INPUT START

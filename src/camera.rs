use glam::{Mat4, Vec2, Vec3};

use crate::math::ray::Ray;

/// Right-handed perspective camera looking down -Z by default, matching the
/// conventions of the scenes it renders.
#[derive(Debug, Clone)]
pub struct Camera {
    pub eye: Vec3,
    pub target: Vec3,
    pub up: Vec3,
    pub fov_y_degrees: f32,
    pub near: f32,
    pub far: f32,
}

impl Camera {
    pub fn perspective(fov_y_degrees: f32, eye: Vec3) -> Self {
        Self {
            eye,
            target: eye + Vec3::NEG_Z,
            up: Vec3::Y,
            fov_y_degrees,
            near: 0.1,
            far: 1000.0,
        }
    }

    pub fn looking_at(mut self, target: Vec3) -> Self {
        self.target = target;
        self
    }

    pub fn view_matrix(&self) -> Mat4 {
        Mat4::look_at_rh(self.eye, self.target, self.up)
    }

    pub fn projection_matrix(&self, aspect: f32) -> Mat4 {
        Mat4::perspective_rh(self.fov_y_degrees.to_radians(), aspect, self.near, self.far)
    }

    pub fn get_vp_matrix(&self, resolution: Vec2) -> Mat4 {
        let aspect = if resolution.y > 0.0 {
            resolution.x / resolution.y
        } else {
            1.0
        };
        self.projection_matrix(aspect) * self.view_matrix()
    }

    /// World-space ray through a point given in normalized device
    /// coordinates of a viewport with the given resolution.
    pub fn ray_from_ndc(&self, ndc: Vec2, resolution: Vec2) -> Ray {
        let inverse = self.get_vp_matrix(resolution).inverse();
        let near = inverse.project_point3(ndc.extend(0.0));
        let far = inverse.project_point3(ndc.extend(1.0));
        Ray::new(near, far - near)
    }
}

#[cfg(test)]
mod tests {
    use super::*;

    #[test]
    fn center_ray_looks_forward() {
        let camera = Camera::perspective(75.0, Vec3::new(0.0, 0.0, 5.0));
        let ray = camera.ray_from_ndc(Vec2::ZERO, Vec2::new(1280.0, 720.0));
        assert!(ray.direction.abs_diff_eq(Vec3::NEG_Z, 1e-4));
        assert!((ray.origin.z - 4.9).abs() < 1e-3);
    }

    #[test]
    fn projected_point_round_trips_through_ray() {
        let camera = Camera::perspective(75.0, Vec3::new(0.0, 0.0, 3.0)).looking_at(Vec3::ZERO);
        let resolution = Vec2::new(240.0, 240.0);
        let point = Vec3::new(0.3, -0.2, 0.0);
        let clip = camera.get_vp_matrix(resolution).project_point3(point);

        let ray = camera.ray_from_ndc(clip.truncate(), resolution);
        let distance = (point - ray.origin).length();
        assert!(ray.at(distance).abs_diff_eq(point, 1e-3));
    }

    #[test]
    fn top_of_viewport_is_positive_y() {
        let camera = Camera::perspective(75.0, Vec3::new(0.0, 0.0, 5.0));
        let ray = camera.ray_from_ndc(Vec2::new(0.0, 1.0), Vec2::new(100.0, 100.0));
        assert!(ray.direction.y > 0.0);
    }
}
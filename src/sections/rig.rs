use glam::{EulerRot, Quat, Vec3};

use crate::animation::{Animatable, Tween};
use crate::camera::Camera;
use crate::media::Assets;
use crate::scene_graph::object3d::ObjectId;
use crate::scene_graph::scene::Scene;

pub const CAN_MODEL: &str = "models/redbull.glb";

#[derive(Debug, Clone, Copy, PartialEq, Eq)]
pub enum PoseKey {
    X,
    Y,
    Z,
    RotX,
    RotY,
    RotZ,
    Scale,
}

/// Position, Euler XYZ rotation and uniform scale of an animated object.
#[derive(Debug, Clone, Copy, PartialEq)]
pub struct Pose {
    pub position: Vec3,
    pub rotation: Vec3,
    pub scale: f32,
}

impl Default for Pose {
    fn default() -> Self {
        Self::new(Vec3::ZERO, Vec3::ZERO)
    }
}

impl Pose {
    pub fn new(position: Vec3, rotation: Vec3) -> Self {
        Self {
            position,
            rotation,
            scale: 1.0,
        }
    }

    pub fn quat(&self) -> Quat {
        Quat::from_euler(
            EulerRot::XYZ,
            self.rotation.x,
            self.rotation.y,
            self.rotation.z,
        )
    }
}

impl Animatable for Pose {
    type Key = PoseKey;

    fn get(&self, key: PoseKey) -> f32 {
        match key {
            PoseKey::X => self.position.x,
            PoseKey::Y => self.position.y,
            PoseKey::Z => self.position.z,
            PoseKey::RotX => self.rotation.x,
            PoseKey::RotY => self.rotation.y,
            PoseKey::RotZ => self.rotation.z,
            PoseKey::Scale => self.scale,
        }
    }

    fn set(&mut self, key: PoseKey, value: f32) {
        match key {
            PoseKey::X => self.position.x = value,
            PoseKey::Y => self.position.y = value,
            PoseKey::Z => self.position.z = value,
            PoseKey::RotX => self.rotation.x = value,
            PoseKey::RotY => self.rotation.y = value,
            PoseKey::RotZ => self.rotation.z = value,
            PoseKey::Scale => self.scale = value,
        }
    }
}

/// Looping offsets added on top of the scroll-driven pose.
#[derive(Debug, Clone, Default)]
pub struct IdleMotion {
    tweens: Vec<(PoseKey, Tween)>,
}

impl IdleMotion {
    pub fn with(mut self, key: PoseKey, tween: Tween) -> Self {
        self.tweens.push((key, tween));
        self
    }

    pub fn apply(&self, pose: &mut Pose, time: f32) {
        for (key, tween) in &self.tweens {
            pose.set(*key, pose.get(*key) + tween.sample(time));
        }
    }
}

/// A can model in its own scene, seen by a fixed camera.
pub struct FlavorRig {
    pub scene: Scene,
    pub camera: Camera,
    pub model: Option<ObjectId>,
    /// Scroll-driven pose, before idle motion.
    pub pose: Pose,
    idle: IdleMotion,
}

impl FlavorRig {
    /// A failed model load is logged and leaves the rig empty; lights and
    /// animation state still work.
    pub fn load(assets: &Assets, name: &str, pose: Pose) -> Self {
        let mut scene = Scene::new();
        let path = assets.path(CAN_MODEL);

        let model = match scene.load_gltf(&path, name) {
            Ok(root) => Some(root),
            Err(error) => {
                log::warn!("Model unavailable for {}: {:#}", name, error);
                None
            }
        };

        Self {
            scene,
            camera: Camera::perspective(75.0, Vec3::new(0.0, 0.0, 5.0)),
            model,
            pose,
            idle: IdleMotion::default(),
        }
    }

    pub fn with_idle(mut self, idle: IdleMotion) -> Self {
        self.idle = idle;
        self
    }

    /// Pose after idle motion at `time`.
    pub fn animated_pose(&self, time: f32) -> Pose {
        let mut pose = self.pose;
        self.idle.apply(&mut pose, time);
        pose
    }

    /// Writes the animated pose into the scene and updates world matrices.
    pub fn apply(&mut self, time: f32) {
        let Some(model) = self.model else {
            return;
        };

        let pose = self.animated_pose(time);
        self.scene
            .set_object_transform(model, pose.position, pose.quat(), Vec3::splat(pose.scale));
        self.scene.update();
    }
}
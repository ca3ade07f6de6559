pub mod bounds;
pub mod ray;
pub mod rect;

INPUT END
INPUT START

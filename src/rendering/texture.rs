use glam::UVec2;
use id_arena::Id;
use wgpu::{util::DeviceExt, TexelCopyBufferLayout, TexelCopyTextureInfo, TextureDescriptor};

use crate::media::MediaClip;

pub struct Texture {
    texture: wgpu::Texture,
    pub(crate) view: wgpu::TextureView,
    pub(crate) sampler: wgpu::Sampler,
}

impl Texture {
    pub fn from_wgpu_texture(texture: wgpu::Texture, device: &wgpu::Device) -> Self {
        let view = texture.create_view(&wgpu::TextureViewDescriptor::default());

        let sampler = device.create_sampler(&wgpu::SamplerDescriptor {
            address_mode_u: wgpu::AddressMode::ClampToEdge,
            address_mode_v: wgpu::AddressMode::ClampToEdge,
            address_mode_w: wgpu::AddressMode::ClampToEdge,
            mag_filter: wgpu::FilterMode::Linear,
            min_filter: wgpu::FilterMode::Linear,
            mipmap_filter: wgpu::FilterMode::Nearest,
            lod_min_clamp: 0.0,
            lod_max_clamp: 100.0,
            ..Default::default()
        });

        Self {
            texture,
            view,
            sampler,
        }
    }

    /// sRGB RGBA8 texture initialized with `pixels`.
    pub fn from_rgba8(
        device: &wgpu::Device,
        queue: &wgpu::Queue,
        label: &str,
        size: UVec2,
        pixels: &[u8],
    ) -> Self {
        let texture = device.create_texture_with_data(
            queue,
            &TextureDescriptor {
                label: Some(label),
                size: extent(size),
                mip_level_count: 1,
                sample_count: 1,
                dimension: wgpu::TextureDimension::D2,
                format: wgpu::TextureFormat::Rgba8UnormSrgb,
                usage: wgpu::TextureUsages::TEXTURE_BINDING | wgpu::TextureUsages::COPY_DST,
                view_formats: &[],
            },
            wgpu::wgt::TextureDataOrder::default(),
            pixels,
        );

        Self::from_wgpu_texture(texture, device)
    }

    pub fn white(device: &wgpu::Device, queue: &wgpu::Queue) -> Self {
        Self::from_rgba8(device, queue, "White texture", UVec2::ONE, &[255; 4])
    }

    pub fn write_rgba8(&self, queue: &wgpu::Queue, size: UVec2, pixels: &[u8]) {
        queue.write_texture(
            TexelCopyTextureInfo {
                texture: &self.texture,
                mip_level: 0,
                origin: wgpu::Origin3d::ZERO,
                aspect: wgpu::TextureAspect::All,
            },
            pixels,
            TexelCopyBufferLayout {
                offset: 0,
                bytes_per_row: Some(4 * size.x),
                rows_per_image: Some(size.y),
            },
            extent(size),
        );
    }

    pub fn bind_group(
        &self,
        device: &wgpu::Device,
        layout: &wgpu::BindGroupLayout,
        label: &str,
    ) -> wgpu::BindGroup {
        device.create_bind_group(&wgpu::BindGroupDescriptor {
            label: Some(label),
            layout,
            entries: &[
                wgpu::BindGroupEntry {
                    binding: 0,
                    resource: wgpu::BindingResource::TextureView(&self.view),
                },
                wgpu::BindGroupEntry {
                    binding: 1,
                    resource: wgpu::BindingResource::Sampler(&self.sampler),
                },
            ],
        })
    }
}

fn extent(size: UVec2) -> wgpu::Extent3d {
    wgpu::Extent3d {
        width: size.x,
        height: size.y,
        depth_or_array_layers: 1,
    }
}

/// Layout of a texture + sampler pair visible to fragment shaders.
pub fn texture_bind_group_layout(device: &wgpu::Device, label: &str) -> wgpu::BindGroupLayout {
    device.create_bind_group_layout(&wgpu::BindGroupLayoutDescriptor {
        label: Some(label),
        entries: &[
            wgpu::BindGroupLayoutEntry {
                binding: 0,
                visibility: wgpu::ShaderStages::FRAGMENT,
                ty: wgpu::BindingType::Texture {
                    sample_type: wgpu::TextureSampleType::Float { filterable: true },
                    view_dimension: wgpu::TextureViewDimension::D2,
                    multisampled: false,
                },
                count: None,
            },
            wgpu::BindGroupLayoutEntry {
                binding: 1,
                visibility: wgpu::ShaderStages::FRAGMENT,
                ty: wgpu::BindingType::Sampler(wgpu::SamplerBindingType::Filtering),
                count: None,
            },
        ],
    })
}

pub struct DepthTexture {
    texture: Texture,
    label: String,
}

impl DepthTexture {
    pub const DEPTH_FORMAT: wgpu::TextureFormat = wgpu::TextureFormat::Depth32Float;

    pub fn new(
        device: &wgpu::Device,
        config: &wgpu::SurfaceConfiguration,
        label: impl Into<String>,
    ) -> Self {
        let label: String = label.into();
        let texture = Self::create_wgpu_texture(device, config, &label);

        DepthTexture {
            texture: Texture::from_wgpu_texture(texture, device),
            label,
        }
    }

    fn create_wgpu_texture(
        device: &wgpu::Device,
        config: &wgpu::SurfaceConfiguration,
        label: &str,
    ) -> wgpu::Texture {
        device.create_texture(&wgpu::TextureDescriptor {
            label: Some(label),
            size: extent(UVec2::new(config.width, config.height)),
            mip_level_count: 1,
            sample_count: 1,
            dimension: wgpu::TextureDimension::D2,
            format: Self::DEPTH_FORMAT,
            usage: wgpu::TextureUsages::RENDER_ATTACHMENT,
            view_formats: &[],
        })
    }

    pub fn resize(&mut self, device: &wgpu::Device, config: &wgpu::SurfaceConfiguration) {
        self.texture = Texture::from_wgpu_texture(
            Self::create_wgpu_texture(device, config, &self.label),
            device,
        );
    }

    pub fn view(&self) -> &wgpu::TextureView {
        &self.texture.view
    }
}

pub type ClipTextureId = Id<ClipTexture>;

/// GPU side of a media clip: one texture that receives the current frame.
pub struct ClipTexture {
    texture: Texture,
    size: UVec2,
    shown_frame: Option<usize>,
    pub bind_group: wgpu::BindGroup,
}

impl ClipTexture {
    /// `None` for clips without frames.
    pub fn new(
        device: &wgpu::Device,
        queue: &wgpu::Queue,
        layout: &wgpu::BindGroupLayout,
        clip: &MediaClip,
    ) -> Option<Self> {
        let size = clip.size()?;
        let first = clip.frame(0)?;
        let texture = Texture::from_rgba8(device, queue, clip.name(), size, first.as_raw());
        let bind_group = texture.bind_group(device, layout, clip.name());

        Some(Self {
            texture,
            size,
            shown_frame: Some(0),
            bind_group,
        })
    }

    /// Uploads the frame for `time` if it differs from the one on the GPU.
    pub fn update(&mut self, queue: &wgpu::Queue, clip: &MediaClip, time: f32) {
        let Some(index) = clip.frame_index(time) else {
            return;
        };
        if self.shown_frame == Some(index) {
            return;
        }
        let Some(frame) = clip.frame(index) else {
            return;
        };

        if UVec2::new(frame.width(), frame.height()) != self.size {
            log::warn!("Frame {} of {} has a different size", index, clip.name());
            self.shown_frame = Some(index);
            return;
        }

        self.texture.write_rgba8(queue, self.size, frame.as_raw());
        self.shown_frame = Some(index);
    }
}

INPUT END
INPUT START

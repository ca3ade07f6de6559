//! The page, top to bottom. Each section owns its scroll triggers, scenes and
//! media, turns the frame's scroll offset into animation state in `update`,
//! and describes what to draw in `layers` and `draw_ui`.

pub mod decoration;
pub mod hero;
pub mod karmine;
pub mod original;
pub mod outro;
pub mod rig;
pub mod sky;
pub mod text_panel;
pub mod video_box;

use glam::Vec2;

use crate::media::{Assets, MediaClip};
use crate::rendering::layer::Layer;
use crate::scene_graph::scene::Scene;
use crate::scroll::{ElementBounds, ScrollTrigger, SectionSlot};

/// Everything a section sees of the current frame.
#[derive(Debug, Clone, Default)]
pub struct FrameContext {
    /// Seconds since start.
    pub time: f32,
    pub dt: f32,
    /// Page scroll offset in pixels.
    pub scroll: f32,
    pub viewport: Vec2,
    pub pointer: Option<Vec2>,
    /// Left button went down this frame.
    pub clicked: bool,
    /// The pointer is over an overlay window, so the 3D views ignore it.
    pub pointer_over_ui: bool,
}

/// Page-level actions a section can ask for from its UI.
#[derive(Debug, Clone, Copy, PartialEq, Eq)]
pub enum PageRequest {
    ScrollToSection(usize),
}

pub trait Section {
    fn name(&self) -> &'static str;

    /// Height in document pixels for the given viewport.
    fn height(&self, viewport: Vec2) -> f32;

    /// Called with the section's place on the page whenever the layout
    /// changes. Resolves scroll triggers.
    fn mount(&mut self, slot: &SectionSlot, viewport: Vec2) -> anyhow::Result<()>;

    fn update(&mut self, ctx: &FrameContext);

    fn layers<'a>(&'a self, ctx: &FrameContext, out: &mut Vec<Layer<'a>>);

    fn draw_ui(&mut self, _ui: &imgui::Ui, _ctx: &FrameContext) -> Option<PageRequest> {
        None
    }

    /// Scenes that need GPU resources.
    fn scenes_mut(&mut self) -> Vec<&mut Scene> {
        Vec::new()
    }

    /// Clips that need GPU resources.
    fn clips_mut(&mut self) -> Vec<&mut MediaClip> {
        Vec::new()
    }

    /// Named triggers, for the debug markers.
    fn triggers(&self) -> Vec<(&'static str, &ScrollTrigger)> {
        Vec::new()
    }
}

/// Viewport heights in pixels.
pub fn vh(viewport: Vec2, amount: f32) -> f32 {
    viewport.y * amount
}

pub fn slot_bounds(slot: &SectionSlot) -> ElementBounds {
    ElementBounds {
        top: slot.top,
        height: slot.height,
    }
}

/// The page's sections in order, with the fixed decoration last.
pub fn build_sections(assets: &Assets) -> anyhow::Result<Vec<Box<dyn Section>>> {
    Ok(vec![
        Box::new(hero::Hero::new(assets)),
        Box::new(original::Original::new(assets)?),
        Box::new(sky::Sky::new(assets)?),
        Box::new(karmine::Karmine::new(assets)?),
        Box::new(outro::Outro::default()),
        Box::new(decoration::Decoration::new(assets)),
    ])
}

INPUT END

### TASK TO CARRY OUT
Using the records above, count every line that includes the word "extend", and state the number only.

### ANSWER TO THE EXERCISE
2